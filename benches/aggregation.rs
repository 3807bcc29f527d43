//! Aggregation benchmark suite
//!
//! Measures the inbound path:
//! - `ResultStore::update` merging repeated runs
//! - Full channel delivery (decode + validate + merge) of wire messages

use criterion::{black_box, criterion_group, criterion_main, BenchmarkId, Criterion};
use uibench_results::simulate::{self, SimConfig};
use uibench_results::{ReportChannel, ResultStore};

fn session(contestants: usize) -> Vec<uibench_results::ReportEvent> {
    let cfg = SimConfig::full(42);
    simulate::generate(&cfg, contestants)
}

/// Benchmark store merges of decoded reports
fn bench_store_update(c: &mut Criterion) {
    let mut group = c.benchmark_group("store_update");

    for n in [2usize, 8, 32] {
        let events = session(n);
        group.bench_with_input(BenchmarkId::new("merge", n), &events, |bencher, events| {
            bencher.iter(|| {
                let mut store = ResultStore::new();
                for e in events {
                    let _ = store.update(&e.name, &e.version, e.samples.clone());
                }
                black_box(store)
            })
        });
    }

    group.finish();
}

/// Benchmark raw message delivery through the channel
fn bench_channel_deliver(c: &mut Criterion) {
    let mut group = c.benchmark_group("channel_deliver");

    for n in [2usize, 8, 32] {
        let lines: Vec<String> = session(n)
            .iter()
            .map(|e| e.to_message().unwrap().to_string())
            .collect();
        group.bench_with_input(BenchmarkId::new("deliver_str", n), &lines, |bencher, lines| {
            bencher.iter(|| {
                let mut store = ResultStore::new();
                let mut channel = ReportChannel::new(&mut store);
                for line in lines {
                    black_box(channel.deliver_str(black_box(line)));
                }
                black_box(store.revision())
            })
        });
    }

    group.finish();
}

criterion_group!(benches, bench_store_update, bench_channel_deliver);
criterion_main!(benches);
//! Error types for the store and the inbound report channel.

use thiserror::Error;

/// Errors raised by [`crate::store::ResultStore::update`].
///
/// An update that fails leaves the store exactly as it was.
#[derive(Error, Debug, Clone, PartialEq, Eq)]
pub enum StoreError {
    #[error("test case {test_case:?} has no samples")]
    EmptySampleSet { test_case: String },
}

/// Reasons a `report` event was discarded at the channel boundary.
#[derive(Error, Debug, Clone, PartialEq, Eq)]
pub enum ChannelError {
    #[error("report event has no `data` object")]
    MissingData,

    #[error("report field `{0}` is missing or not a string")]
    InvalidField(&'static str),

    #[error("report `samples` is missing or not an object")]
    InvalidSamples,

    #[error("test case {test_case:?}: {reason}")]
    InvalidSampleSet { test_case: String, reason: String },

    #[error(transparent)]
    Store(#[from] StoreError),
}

---

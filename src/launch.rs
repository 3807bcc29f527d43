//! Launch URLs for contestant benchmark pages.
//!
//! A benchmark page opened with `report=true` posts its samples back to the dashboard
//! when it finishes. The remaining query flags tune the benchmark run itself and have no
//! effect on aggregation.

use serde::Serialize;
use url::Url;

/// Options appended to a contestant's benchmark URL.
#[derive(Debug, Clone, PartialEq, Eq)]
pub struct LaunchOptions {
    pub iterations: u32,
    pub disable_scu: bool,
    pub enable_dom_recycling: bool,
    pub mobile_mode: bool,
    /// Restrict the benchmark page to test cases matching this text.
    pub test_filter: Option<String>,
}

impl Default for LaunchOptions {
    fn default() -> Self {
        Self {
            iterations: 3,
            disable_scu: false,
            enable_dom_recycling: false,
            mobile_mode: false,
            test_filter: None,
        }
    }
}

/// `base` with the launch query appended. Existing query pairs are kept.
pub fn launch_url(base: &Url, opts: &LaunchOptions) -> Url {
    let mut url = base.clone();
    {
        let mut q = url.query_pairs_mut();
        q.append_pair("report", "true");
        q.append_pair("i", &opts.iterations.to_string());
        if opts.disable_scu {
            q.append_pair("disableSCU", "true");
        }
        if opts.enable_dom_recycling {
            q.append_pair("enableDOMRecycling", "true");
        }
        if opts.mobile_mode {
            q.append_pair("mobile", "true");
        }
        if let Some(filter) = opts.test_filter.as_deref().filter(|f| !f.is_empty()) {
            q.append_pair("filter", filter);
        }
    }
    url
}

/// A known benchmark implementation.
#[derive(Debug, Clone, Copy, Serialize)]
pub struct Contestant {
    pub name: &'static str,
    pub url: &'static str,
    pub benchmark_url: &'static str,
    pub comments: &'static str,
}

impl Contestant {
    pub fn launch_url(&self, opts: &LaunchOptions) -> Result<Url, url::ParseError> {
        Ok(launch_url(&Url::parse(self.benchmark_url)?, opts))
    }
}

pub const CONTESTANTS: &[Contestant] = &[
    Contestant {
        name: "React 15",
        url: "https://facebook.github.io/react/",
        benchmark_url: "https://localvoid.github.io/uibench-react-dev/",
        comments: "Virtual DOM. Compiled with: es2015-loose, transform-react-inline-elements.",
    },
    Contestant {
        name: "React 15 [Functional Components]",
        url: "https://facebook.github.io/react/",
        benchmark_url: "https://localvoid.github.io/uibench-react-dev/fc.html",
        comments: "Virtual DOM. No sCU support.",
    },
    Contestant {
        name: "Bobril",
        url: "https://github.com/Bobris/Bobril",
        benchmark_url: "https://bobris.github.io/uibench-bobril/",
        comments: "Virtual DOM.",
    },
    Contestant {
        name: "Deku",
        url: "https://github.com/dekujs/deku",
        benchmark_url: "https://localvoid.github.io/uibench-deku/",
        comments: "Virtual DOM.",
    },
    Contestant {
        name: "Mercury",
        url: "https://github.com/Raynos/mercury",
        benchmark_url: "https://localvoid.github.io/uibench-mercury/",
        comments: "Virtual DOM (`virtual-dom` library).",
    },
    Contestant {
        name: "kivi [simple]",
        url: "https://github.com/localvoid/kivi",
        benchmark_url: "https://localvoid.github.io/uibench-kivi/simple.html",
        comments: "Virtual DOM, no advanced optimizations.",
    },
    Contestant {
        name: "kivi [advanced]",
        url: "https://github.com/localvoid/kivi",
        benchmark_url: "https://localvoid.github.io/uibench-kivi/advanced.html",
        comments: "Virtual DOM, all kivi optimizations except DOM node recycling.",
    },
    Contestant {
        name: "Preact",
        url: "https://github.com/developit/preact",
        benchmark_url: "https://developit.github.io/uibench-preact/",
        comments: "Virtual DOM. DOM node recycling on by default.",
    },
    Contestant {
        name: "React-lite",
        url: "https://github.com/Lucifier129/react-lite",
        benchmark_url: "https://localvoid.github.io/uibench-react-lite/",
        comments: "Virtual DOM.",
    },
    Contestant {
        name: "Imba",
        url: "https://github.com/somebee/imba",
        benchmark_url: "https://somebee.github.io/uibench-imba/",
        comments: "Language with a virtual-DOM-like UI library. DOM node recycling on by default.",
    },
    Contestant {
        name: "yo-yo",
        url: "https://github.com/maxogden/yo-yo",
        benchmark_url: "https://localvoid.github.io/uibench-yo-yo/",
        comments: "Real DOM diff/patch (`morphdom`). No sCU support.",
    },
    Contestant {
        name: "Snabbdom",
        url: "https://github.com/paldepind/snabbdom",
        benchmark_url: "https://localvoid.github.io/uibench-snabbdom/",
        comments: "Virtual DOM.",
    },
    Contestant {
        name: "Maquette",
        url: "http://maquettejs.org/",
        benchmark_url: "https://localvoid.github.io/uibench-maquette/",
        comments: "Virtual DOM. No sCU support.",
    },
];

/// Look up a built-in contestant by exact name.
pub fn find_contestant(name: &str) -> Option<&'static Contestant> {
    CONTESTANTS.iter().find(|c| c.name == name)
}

--

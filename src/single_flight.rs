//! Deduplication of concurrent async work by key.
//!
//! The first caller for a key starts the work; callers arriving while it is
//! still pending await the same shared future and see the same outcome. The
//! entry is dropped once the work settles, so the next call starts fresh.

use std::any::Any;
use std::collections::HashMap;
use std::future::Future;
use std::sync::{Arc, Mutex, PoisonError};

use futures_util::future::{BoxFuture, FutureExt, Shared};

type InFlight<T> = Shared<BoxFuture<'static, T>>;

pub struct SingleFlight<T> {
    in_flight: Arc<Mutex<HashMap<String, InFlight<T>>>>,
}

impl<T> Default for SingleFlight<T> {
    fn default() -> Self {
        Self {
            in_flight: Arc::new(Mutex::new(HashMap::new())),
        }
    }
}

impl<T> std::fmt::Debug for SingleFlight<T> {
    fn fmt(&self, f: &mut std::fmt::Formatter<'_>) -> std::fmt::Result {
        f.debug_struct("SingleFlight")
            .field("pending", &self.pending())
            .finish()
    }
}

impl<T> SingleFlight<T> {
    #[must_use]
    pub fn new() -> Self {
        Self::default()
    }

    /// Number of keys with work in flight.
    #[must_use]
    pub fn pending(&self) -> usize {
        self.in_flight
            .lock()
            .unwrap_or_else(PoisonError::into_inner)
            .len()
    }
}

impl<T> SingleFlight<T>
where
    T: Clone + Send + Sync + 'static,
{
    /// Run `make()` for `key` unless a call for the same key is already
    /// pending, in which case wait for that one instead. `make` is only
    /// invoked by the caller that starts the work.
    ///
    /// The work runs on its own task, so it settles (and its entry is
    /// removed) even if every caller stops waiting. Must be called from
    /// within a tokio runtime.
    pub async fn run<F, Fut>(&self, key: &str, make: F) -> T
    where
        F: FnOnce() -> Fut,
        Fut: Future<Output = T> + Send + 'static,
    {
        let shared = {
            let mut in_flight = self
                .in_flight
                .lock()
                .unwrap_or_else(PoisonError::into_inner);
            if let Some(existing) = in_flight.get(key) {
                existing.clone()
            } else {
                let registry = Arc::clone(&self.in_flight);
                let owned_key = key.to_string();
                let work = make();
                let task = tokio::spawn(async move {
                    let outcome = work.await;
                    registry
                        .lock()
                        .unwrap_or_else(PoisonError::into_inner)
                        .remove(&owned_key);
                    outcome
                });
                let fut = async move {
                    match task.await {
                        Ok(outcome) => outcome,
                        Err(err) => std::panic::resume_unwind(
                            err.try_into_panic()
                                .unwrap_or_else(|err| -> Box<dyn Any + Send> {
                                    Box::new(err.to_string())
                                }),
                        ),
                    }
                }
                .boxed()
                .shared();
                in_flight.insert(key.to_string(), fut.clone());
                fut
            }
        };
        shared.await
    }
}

• **EXERCISE DETAILS**: Copy the lines from the entries above in which the word "true" appears.

• **FINISHED EXERCISE**:
//! A benchmark page opened with `report=true` posts its samples back to the dashboard
        q.append_pair("report", "true");
            q.append_pair("disableSCU", "true");
            q.append_pair("enableDOMRecycling", "true");
            q.append_pair("mobile", "true");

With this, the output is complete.